By Lakshmi Balakrishnan

NEW DELHI, MARCH 24. Hollywood's biggest night is here. But the Shrine Auditorium in Los Angeles won't just be a place where some of the world's most beautiful faces and famous names will get together this Sunday night. When the drama begins to unfold at the 73rd Academy awards ceremony, there will be a great many people hooked to the show.

Nearer home, this year's Oscars have come minus the excitement that the nomination of Shekhar Kapoor and Manoj Night Shyamalan's Hollywood offerings had brought last year. Yet there will be no dearth of viewers catching up with the action over television on Monday morning. Delhi's theatre owners too are making sure they make the most of the Oscar fever -- by simply following the good old saying: ``If you can't beat them, join them''.

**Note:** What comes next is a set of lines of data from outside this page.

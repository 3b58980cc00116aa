//! Device discovery utilities for dlna-explorer
//!
//! This module provides functions for discovering DLNA devices on the network
//! using SSDP (Simple Service Discovery Protocol).

use crate::{
    config::{SSDP_SEARCH_ATTEMPTS, SSDP_TTL},
    error::Result,
    utils::format_device_description,
};
use futures_util::stream::{Stream, StreamExt, TryStreamExt};
use log::{debug, info, warn};
use rupnp::ssdp::{SearchTarget, URN};
use std::{collections::HashSet, time::Duration};

use super::render::Render;

/// UPnP service URN for AVTransport
pub const AV_TRANSPORT: URN = URN::service("schemas-upnp-org", "AVTransport", 1);

/// UPnP service URN for ContentDirectory
pub const CONTENT_DIRECTORY: URN = URN::service("schemas-upnp-org", "ContentDirectory", 1);

/// Macro for formatting device information
macro_rules! format_device {
    ($device:expr) => {{
        format_device_description(
            &$device.device_type().to_string(),
            $device.friendly_name(),
            &$device.url().to_string(),
        )
    }};
}

pub(crate) use format_device;

impl Render {
    /// Discovers DLNA device with AVTransport on the network.
    pub async fn discover(duration_secs: u64) -> Result<Vec<Self>> {
        Self::discover_with_config(duration_secs, SSDP_SEARCH_ATTEMPTS, SSDP_TTL).await
    }

    /// Discovers DLNA devices with configurable SSDP parameters
    pub async fn discover_with_config(
        duration_secs: u64,
        search_attempts: usize,
        ttl: Option<u32>,
    ) -> Result<Vec<Self>> {
        let devices = discover_devices(AV_TRANSPORT, duration_secs, search_attempts, ttl).await?;
        Ok(devices.into_iter().filter_map(Self::from_device).collect())
    }

    /// Selects a device by query string
    pub(super) async fn select_by_query(
        duration_secs: u64,
        query: &String,
    ) -> Result<Option<Self>> {
        debug!("Selecting device by query: '{query}'");
        for render in Self::discover(duration_secs).await? {
            let render_str = render.to_string();
            if render_str.contains(query.as_str()) {
                return Ok(Some(render));
            }
        }
        Ok(None)
    }

    /// Creates a Render from a UPnP device if it has AVTransport service
    pub(super) fn from_device(device: rupnp::Device) -> Option<Self> {
        debug!(
            "Retrieving AVTransport service from device '{}'",
            format_device!(device)
        );
        match device.find_service(&AV_TRANSPORT) {
            Some(service) => Some(Self {
                service: service.clone(),
                device,
            }),
            None => {
                warn!("No AVTransport service found on {}", device.friendly_name());
                None
            }
        }
    }
}

/// Runs one SSDP search and collects every device answering it, without duplicates
async fn discover_devices(
    service: URN,
    duration_secs: u64,
    search_attempts: usize,
    ttl: Option<u32>,
) -> Result<Vec<rupnp::Device>> {
    info!("Discovering devices in the network, waiting {duration_secs} seconds...");
    let search_target = SearchTarget::URN(service);
    let devices = upnp_discover_with_config(
        &search_target,
        Duration::from_secs(duration_secs),
        search_attempts,
        ttl,
    )
    .await?;

    let mut devices = std::pin::pin!(devices);

    let mut found = Vec::new();
    let mut discovered_urls = HashSet::new();

    while let Some(result) = devices.next().await {
        match result {
            Ok(device) => {
                let device_url = device.url().to_string();
                if !discovered_urls.insert(device_url) {
                    debug!("Skipping duplicate device: {}", format_device!(device));
                    continue;
                }
                debug!("Found device: {}", format_device!(device));
                found.push(device);
            }
            Err(e) => {
                debug!("A device returned error while discovering it: {e}");
            }
        }
    }

    Ok(found)
}

/// Discovers UPnP devices with configurable parameters
pub(crate) async fn upnp_discover_with_config(
    search_target: &SearchTarget,
    timeout: Duration,
    search_attempts: usize,
    ttl: Option<u32>,
) -> Result<impl Stream<Item = Result<rupnp::Device, rupnp::Error>>> {
    Ok(
        ssdp_client::search(search_target, timeout, search_attempts, ttl)
            .await?
            .map_err(rupnp::Error::SSDPError)
            .map(|res| Ok(res?.location().parse()?))
            .and_then(rupnp::Device::from_url),
    )
}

Delhi's only way of joining the Oscar party was perhaps by screening the films nominated for the awards. Doing so this month are Chanakya, Priya and PVR Anupam. Never mind if some of the Oscar favourites like Russell Crowe's ``Gladiator'' and Julia Roberts' ``Erin Brockovich'' had already been screened in the city. If one were to go simply by figures, then ``Gladiator'' might seem the clear Delhi favourite. Despite an earlier screening, the ongoing Oscar festival at PVR Anupam has had the film running to packed houses.

``Gladiator has done brilliant business, especially at the festival. Judging by the way it has performed here, it surely looks like a hot favourite to win the Oscars in Delhi,'' says Sanjay Walia of PVR Anupam. Of course Chow Yun Fat's ``Crouching Tiger Hidden Dragon'' and Tom Hanks' ``Cast Away'' are tough contenders too.

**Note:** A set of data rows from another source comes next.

//! Player backed by a DLNA render
//!
//! The render is driven with AVTransport actions and polled for its transport
//! state and position. Poll results are translated into player events.

use crate::{
    content::ContentItem,
    devices::{PositionInfo, Render, TransportInfo},
    error::Result,
    playback::{Player, PlayerEvent, PlayerEventSender, PlayerFactory},
    utils::time_str_to_milliseconds,
};
use async_trait::async_trait;
use log::{debug, warn};
use std::time::Duration;
use tokio::{task::JoinHandle, time::interval};

use super::{
    actions::{pause, resume, seek, set_av_transport_uri, stop},
    metadata::{build_metadata, build_setavtransporturi_payload},
};

/// Error code reported when the render signals a failure
pub const ERROR_UNKNOWN: i32 = 1;

/// Error code reported when the render stops answering
pub const ERROR_IO: i32 = -1004;

/// Consecutive failed polls after which the render is considered gone
const MAX_POLL_FAILURES: u32 = 3;

/// Creates players on one render
#[derive(Debug, Clone)]
pub struct RendererPlayerFactory {
    render: Render,
    poll_interval: Duration,
}

impl RendererPlayerFactory {
    /// Creates a factory for players on `render`, polled every `poll_interval`
    pub fn new(render: Render, poll_interval: Duration) -> Self {
        Self {
            render,
            poll_interval,
        }
    }
}

#[async_trait]
impl PlayerFactory for RendererPlayerFactory {
    async fn create(
        &self,
        item: &ContentItem,
        events: PlayerEventSender,
    ) -> Result<Box<dyn Player>> {
        let metadata = build_metadata(item)?;
        let uri = item.uri.as_deref().unwrap_or_default();
        let payload = build_setavtransporturi_payload(uri, &metadata);
        set_av_transport_uri(&self.render, &payload, uri).await?;

        events.send(PlayerEvent::Prepared {
            duration: item.duration.unwrap_or_default(),
        });
        let poller = tokio::spawn(poll_render(
            self.render.clone(),
            events,
            self.poll_interval,
        ));
        Ok(Box::new(RendererPlayer {
            render: self.render.clone(),
            poller: Some(poller),
        }))
    }
}

/// Plays one item on a render
pub struct RendererPlayer {
    render: Render,
    poller: Option<JoinHandle<()>>,
}

#[async_trait]
impl Player for RendererPlayer {
    async fn play(&mut self) -> Result<()> {
        resume(&self.render).await
    }

    async fn pause(&mut self) -> Result<()> {
        pause(&self.render).await
    }

    async fn seek_to(&mut self, position: Duration) -> Result<()> {
        seek(&self.render, position).await
    }

    async fn terminate(&mut self) {
        if let Some(poller) = self.poller.take() {
            poller.abort();
        }
        if let Err(e) = stop(&self.render).await {
            warn!("Failed to stop render: {e}");
        }
    }
}

impl Drop for RendererPlayer {
    fn drop(&mut self) {
        if let Some(poller) = self.poller.take() {
            poller.abort();
        }
    }
}

/// Status queries the poller needs from a render
#[async_trait]
trait TransportStatus: Send + Sync + 'static {
    async fn transport_info(&self) -> Result<TransportInfo>;
    async fn position_info(&self) -> Result<PositionInfo>;
}

#[async_trait]
impl TransportStatus for Render {
    async fn transport_info(&self) -> Result<TransportInfo> {
        Render::transport_info(self).await
    }

    async fn position_info(&self) -> Result<PositionInfo> {
        Render::position_info(self).await
    }
}

/// Follows the transport state of a render across polls
#[derive(Debug, Default)]
struct TransportTracker {
    started: bool,
    playing: bool,
}

impl TransportTracker {
    /// Appends the events implied by a poll; returns true when the render failed
    ///
    /// A stop after playback reports a completion and re-arms the tracker, so
    /// the same item can be played again and complete again.
    fn update(&mut self, info: &TransportInfo, events: &mut Vec<PlayerEvent>) -> bool {
        if info.transport_status == "ERROR_OCCURRED" {
            events.push(PlayerEvent::Error {
                what: ERROR_UNKNOWN,
                extra: 0,
            });
            return true;
        }
        match info.transport_state.as_str() {
            "PLAYING" => {
                if !self.playing {
                    events.push(PlayerEvent::PlayingState { playing: true });
                }
                self.started = true;
                self.playing = true;
            }
            "PAUSED_PLAYBACK" => {
                if self.playing {
                    events.push(PlayerEvent::PlayingState { playing: false });
                }
                self.playing = false;
            }
            "STOPPED" | "NO_MEDIA_PRESENT" if self.started => {
                events.push(PlayerEvent::Completion);
                self.started = false;
                self.playing = false;
            }
            _ => {}
        }
        false
    }
}

/// Polls the render until it fails or the sequencer goes away
///
/// The task is aborted by the player owning it.
async fn poll_render<R: TransportStatus>(render: R, events: PlayerEventSender, period: Duration) {
    let mut ticker = interval(period);
    let mut tracker = TransportTracker::default();
    let mut failures = 0;
    loop {
        ticker.tick().await;
        let info = match render.transport_info().await {
            Ok(info) => {
                failures = 0;
                info
            }
            Err(e) => {
                failures += 1;
                warn!("Polling render failed ({failures}/{MAX_POLL_FAILURES}): {e}");
                if failures >= MAX_POLL_FAILURES {
                    events.send(PlayerEvent::Error {
                        what: ERROR_IO,
                        extra: 0,
                    });
                    return;
                }
                continue;
            }
        };

        let mut pending = Vec::new();
        let failed = tracker.update(&info, &mut pending);
        if tracker.playing {
            match render.position_info().await {
                Ok(position) => pending.push(PlayerEvent::Progress {
                    position: Duration::from_millis(time_str_to_milliseconds(&position.rel_time)),
                }),
                Err(e) => debug!("Failed to read position: {e}"),
            }
        }
        for event in pending {
            if !events.send(event) {
                return;
            }
        }
        if failed {
            debug!("Render reported an error in state {}", info.transport_state);
            return;
        }
    }
}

Delhi's theatre owners acknowledge that even our National Film Awards fail to generate such excitement. The hype and hoopla surrounding the most coveted award ceremony in the world may be one reason, and the growing attraction for Hollywood movies another.

And while theatre owners think they are doing all they can to get the Oscar fever to Delhi, most cinemagoers don't seem too satisfied. ``Only five of the films nominated for the Oscars have been shown at the monthlong festival at PVR Anupam. It would have been better if they had come out with more. Also, most of the movies being shown are the ones that have already been screened at the same theatres,'' rues Kapil Gupta, a software engineer.